Chose amusante pour les connaisseurs, AlphaGo a battu Ke Jie à trois reprises. Or, Ke Jie, un peu fanfaron, avait d’abord annoncé avant le combat de Lee Sedol contre AlphaGo qu’il était capable de battre la machine, la jugeant « plus faible que lui ». Il a ensuite refusé de jouer contre l’intelligence artificielle, estimant qu’elle risquait de s’approprier son style de jeu. Puis finalement, il a accepté de l’affronter.
Sans doute Ke Jie espérait-il un match avec un peu de couverture médiatique, à la manière de ce qui s’est passé avec Lee Sedol. Manque de chance pour lui (ou heureusement ?), les parties se sont déroulées loin des regards. Et si Lee Sedol avait pu arracher un point lors des cinq parties contre AlphaGo, Ke Jie n’a pas réussi à gagner un seul match.
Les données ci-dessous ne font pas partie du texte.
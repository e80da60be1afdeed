//! Seed command - recreate the schema with demo data

use tracing::info;

use crate::infrastructure::storage::{seed_demo_data, StorageFactory, StorageType};

/// Drop every row, recreate the tables and insert the demo roster
pub async fn run() -> anyhow::Result<()> {
    let config = super::bootstrap()?;

    let storage = StorageFactory::create(&config.database.storage_config()?).await?;

    if storage.storage_type() == StorageType::InMemory {
        info!("Seeding in-memory storage; data is discarded when this command exits");
    }

    storage.reset().await?;
    let summary = seed_demo_data(&storage).await?;
    storage.close().await;

    info!(
        teams = summary.teams,
        players = summary.players,
        "Database seeded"
    );

    Ok(())
}
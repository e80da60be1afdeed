use thiserror::Error;

/// Core domain errors
///
/// Repositories return these as typed results so the API layer can tell a
/// constraint violation from a missing row from a transport failure.
#[derive(Debug, Error)]
pub enum DomainError {
    #[error("Not found: {message}")]
    NotFound { message: String },

    #[error("Validation error: {message}")]
    Validation { message: String },

    #[error("Conflict: {message}")]
    Conflict { message: String },

    #[error("Storage error: {message}")]
    Storage { message: String },

    #[error("Configuration error: {message}")]
    Configuration { message: String },

    #[error("Internal error: {message}")]
    Internal { message: String },
}

impl DomainError {
    pub fn not_found(message: impl Into<String>) -> Self {
        Self::NotFound {
            message: message.into(),
        }
    }

    pub fn validation(message: impl Into<String>) -> Self {
        Self::Validation {
            message: message.into(),
        }
    }

    pub fn conflict(message: impl Into<String>) -> Self {
        Self::Conflict {
            message: message.into(),
        }
    }

    pub fn storage(message: impl Into<String>) -> Self {
        Self::Storage {
            message: message.into(),
        }
    }

    pub fn configuration(message: impl Into<String>) -> Self {
        Self::Configuration {
            message: message.into(),
        }
    }

    pub fn internal(message: impl Into<String>) -> Self {
        Self::Internal {
            message: message.into(),
        }
    }

    /// True for failures caused by the client's input rather than the server
    pub fn is_client_error(&self) -> bool {
        matches!(
            self,
            Self::NotFound { .. } | Self::Validation { .. } | Self::Conflict { .. }
        )
    }
}
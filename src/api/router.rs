use axum::{routing::get, Router};
use tower_http::cors::{Any, CorsLayer};
use tower_http::trace::TraceLayer;

use super::health;
use super::players;
use super::state::AppState;
use super::teams;
use super::types::ApiError;

/// Create the full router with application state
pub fn create_router_with_state(state: AppState) -> Router {
    let verifier = state.verifier.clone();

    Router::new()
        // Health endpoints (no auth)
        .route("/health", get(health::health_check))
        .route("/ready", get(health::ready_check))
        // Resource endpoints, one permission per route
        .merge(teams::routes(&verifier))
        .merge(players::routes(&verifier))
        .fallback(not_found)
        .method_not_allowed_fallback(bad_method)
        .with_state(state)
        .layer(TraceLayer::new_for_http())
        .layer(
            CorsLayer::new()
                .allow_origin(Any)
                .allow_methods(Any)
                .allow_headers(Any),
        )
}

async fn not_found() -> ApiError {
    ApiError::not_found("No route matches the request path")
}

async fn bad_method() -> ApiError {
    ApiError::bad_method()
}
//! oblivq: client side of the oblivious database query protocol
//!
//! Umbrella over the workspace crates; see `oblivq-client` for the session
//! API and `oblivq-core` for key stream bookkeeping.

pub use oblivq_client;
pub use oblivq_core;
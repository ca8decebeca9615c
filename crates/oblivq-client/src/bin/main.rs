//! oblivq-client binary: drive oblivious operations against the peer
//!
//! Run with:
//! ```bash
//! cargo run -p oblivq-client -- --config client.json encrypt 0 1 --swap
//! ```

use std::path::PathBuf;

use clap::{Parser, Subcommand};
use oblivq_client::SessionBuilder;
use oblivq_core::{ClientConfig, ObliviousOperation};
use serde::Deserialize;
use tracing_subscriber::EnvFilter;

#[derive(Parser, Debug)]
#[command(name = "oblivq-client")]
#[command(about = "Client side of the oblivious database query protocol")]
struct Args {
    /// JSON configuration file (defaults apply when omitted)
    #[arg(long)]
    config: Option<PathBuf>,

    #[command(subcommand)]
    command: Command,
}

#[derive(Subcommand, Debug)]
enum Command {
    /// Handshake with the peer
    Init,
    /// Compare two new rows and encrypt them
    Encrypt {
        index_a: usize,
        index_b: usize,
        #[arg(long)]
        swap: bool,
    },
    /// Run a JSON plan of steps in one session, so reencrypt steps see the
    /// key streams of earlier encrypt steps
    Run { plan: PathBuf },
    /// Send a JSON file to the peer under its file stem
    SendJson { file: PathBuf },
    /// Accept JSON transfers until Ctrl-C
    Listen,
    /// Print the effective configuration as JSON
    PrintConfig,
}

/// One entry of a `run` plan
#[derive(Deserialize, Debug)]
#[serde(tag = "kind", rename_all = "snake_case")]
enum Step {
    Encrypt(ObliviousOperation),
    Reencrypt(ObliviousOperation),
    SendJson { file: PathBuf },
}

#[tokio::main]
async fn main() -> anyhow::Result<()> {
    tracing_subscriber::fmt()
        .with_env_filter(EnvFilter::from_default_env().add_directive("oblivq_client=info".parse()?))
        .init();

    let args = Args::parse();

    let config = match &args.config {
        Some(path) => ClientConfig::load(path)?,
        None => ClientConfig::default(),
    };

    if let Command::PrintConfig = args.command {
        println!("{}", serde_json::to_string_pretty(&config)?);
        return Ok(());
    }

    let mut session = SessionBuilder::new(config).build()?;

    match args.command {
        Command::Init => session.init().await?,
        Command::Encrypt { index_a, index_b, swap } => {
            session.init().await?;
            let (a, b) = session
                .encrypt(ObliviousOperation::new(index_a, index_b, swap))
                .await?;
            println!("[OK] key streams stored at {} and {}", a, b);
        }
        Command::Run { plan } => {
            let steps: Vec<Step> = serde_json::from_str(&std::fs::read_to_string(&plan)?)?;
            session.init().await?;
            for step in steps {
                match step {
                    Step::Encrypt(op) => {
                        session.encrypt(op).await?;
                    }
                    Step::Reencrypt(op) => {
                        session.reencrypt(op).await?;
                    }
                    Step::SendJson { file } => session.send_json_file(&file).await?,
                }
            }
            println!("[OK] plan complete, {} key streams held", session.store().len());
        }
        Command::SendJson { file } => {
            session.send_json_file(&file).await?;
            println!("[OK] sent {}", file.display());
        }
        Command::Listen => {
            let addr = session.start_listener().await?;
            tracing::info!(addr = %addr, "Waiting for transfers, Ctrl-C to stop");
            tokio::signal::ctrl_c().await?;
        }
        Command::PrintConfig => {}
    }

    session.shutdown().await?;
    Ok(())
}
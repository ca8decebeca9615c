//! Fixed-width frames
//!
//! Every message on the wire is a UTF-8 string right-padded with spaces to
//! exactly `width` bytes. Reads and writes always move whole frames, so a
//! frame boundary never depends on how the stream happens to be chunked.

use std::time::Duration;

use tokio::io::{AsyncRead, AsyncReadExt, AsyncWrite, AsyncWriteExt};

use oblivq_core::constants::PADDING_BYTE;

use crate::error::{ClientError, Result};
use crate::protocol::Token;

/// Pads and trims frames of one fixed width
#[derive(Debug, Clone, Copy, PartialEq, Eq)]
pub struct FrameCodec {
    width: usize,
}

impl FrameCodec {
    pub fn new(width: usize) -> Self {
        Self { width }
    }

    pub fn width(&self) -> usize {
        self.width
    }

    /// Encode `message` as one padded frame.
    ///
    /// Fails instead of truncating when the message is wider than a frame.
    pub fn pad(&self, message: &str) -> Result<Vec<u8>> {
        let bytes = message.as_bytes();
        if bytes.len() > self.width {
            return Err(ClientError::Encoding(format!(
                "message of {} bytes exceeds frame width {}",
                bytes.len(),
                self.width
            )));
        }
        let mut frame = Vec::with_capacity(self.width);
        frame.extend_from_slice(bytes);
        frame.resize(self.width, PADDING_BYTE);
        Ok(frame)
    }

    /// Decode one frame, dropping trailing padding.
    ///
    /// Only the right side is trimmed: padding is only ever appended, and a
    /// content chunk may legitimately start with a space. A peer that pads
    /// on the left sends tokens and indices that will not parse.
    pub fn decode(&self, frame: &[u8]) -> Result<String> {
        let text = std::str::from_utf8(frame)
            .map_err(|e| ClientError::ProtocolViolation(format!("frame is not UTF-8: {}", e)))?;
        Ok(text.trim_end_matches(PADDING_BYTE as char).to_string())
    }

    /// Split text that may exceed one frame into frame-sized pieces.
    ///
    /// Pieces end on character boundaries and never end in the padding byte,
    /// so concatenating the decoded frames restores the text. Trailing
    /// padding bytes of the whole text are not preserved.
    pub fn chunk<'a>(&self, text: &'a str) -> Result<Vec<&'a str>> {
        let mut chunks = Vec::new();
        let mut rest = text.trim_end_matches(PADDING_BYTE as char);

        while !rest.is_empty() {
            let mut end = rest.len().min(self.width);
            while !rest.is_char_boundary(end) {
                end -= 1;
            }
            while end > 0 && rest.as_bytes()[end - 1] == PADDING_BYTE {
                end -= 1;
            }
            if end == 0 {
                return Err(ClientError::Encoding(format!(
                    "cannot split text into {}-byte frames without losing padding bytes",
                    self.width
                )));
            }
            chunks.push(&rest[..end]);
            rest = &rest[end..];
        }

        Ok(chunks)
    }
}

/// One connection speaking whole frames.
///
/// Owns the stream; dropping the channel closes the connection, so every
/// exit path releases it. `close` additionally flushes and shuts the write
/// side down cleanly.
pub struct FrameChannel<S> {
    stream: S,
    codec: FrameCodec,
}

impl<S> FrameChannel<S>
where
    S: AsyncRead + AsyncWrite + Unpin,
{
    pub fn new(stream: S, codec: FrameCodec) -> Self {
        Self { stream, codec }
    }

    pub fn codec(&self) -> FrameCodec {
        self.codec
    }

    pub async fn send(&mut self, message: &str) -> Result<()> {
        let frame = self.codec.pad(message)?;
        self.stream.write_all(&frame).await?;
        tracing::trace!(frame = message, "Sent frame");
        Ok(())
    }

    pub async fn send_token(&mut self, token: Token) -> Result<()> {
        self.send(token.as_str()).await
    }

    /// Send text of any length as consecutive frames
    pub async fn send_chunked(&mut self, text: &str) -> Result<()> {
        for chunk in self.codec.chunk(text)? {
            self.send(chunk).await?;
        }
        Ok(())
    }

    /// Read exactly one frame
    pub async fn recv(&mut self) -> Result<String> {
        let mut frame = vec![0u8; self.codec.width()];
        self.stream.read_exact(&mut frame).await?;
        let message = self.codec.decode(&frame)?;
        tracing::trace!(frame = %message, "Received frame");
        Ok(message)
    }

    /// Block until the peer sends the disconnect marker.
    ///
    /// Other frames are skipped without interpretation, sleeping `poll`
    /// between reads. There is no upper bound on the wait.
    pub async fn wait_for_disconnect(&mut self, poll: Duration) -> Result<()> {
        loop {
            let message = self.recv().await?;
            if Token::parse(&message) == Some(Token::Disconnect) {
                return Ok(());
            }
            tracing::debug!(frame = %message, "Skipping frame while waiting for disconnect");
            tokio::time::sleep(poll).await;
        }
    }

    /// Flush pending frames and shut the connection down.
    ///
    /// A peer that already hung up after its last frame is not an error.
    pub async fn close(mut self) -> Result<()> {
        self.stream.flush().await?;
        match self.stream.shutdown().await {
            Ok(()) => Ok(()),
            Err(e) if peer_gone(&e) => {
                tracing::debug!(error = %e, "Peer closed first");
                Ok(())
            }
            Err(e) => Err(e.into()),
        }
    }
}

fn peer_gone(e: &std::io::Error) -> bool {
    use std::io::ErrorKind;
    matches!(
        e.kind(),
        ErrorKind::NotConnected | ErrorKind::BrokenPipe | ErrorKind::ConnectionReset
    )
}
//! Key streams and the generator seam

use rand::rngs::StdRng;
use rand::{RngCore, SeedableRng};
use serde::{Deserialize, Serialize};

use crate::{Error, Result};

/// Ordered key blocks for one database row, each a field-sized hex string
#[derive(Debug, Clone, PartialEq, Eq, Serialize, Deserialize)]
pub struct KeyStream(Vec<String>);

impl KeyStream {
    pub fn new(blocks: Vec<String>) -> Self {
        Self(blocks)
    }

    pub fn blocks(&self) -> &[String] {
        &self.0
    }

    pub fn len(&self) -> usize {
        self.0.len()
    }

    pub fn is_empty(&self) -> bool {
        self.0.is_empty()
    }
}

impl From<Vec<String>> for KeyStream {
    fn from(blocks: Vec<String>) -> Self {
        Self(blocks)
    }
}

/// The two streams produced for one oblivious operation, one per operand row
#[derive(Debug, Clone, PartialEq, Eq, Serialize, Deserialize)]
pub struct KeyStreamPair {
    pub a: KeyStream,
    pub b: KeyStream,
}

impl KeyStreamPair {
    pub fn new(a: KeyStream, b: KeyStream) -> Self {
        Self { a, b }
    }

    /// Draw both streams from a generator, `a` first
    pub fn generate<G: KeyStreamGenerator + ?Sized>(generator: &mut G) -> Result<Self> {
        let a = generator.generate()?;
        let b = generator.generate()?;
        Ok(Self { a, b })
    }

    pub fn iter(&self) -> impl Iterator<Item = &KeyStream> {
        [&self.a, &self.b].into_iter()
    }
}

/// Source of fresh key streams.
///
/// Called twice per oblivious operation. Implementations own the key
/// derivation; the client only stores and encodes what they return.
pub trait KeyStreamGenerator: Send {
    fn generate(&mut self) -> Result<KeyStream>;
}

/// Generator drawing uniformly random blocks of a fixed bit width
pub struct RandomKeyStreams {
    rng: StdRng,
    blocks_per_stream: usize,
    block_bits: u32,
}

impl RandomKeyStreams {
    pub fn new(blocks_per_stream: usize, block_bits: u32) -> Result<Self> {
        Self::with_rng(StdRng::from_entropy(), blocks_per_stream, block_bits)
    }

    /// Deterministic generator for tests and reproducible runs
    pub fn seeded(seed: u64, blocks_per_stream: usize, block_bits: u32) -> Result<Self> {
        Self::with_rng(StdRng::seed_from_u64(seed), blocks_per_stream, block_bits)
    }

    fn with_rng(rng: StdRng, blocks_per_stream: usize, block_bits: u32) -> Result<Self> {
        if block_bits == 0 || block_bits > crate::MAX_BLOCK_BITS {
            return Err(Error::InvalidConfig(format!(
                "block_bits {} outside 1..={}",
                block_bits,
                crate::MAX_BLOCK_BITS
            )));
        }
        Ok(Self {
            rng,
            blocks_per_stream,
            block_bits,
        })
    }

    fn next_block(&mut self) -> String {
        let byte_len = self.block_bits.div_ceil(8) as usize;
        let mut bytes = vec![0u8; byte_len];
        self.rng.fill_bytes(&mut bytes);
        let spare_bits = byte_len as u32 * 8 - self.block_bits;
        bytes[0] &= 0xff >> spare_bits;
        hex::encode(bytes)
    }
}

impl KeyStreamGenerator for RandomKeyStreams {
    fn generate(&mut self) -> Result<KeyStream> {
        let blocks = (0..self.blocks_per_stream)
            .map(|_| self.next_block())
            .collect();
        Ok(KeyStream(blocks))
    }
}
//! One compare/swap step of an oblivious sorting or compaction network

use serde::{Deserialize, Serialize};

use crate::{Error, Result};

#[derive(Debug, Clone, Copy, PartialEq, Eq, Serialize, Deserialize)]
pub struct ObliviousOperation {
    pub index_a: usize,
    pub index_b: usize,
    /// Whether the two rows' ciphertexts are exchanged by this step
    pub swap: bool,
}

impl ObliviousOperation {
    pub fn new(index_a: usize, index_b: usize, swap: bool) -> Self {
        Self {
            index_a,
            index_b,
            swap,
        }
    }

    /// The protocol never rejects `a == b`; callers must
    pub fn check_distinct(&self) -> Result<()> {
        if self.index_a == self.index_b {
            return Err(Error::DuplicateIndex(self.index_a));
        }
        Ok(())
    }
}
Mais l’IA qu’il a affrontée n’était pas tout à fait la même.
Au jeu de go, les possibilités au départ s’élèvent à 10170. À chaque coup, l’intelligence artificielle doit explorer des milliards et des milliards de combinaisons pour déterminer la meilleure stratégie possible, ce qui constitue un défi absolument gigantesque. AlphaGo est toutefois un cas particulier, puisqu’il bénéficie du soutien de Google pour progresser dans le domaine de l’apprentissage automatique.
Dans le cas d’AlphaGo, le système mêle apprentissage profond (ou deep learning), une technique consistant à ingérer une myriade de parties entre des joueurs de haut niveau, et apprentissage par renforcement (reinforcement learning), afin de renforcer les capacités de l’intelligence artificielle en la faisant jouer contre elle-même. Vu les résultats obtenus très récemment, c’est une approche qui a payé.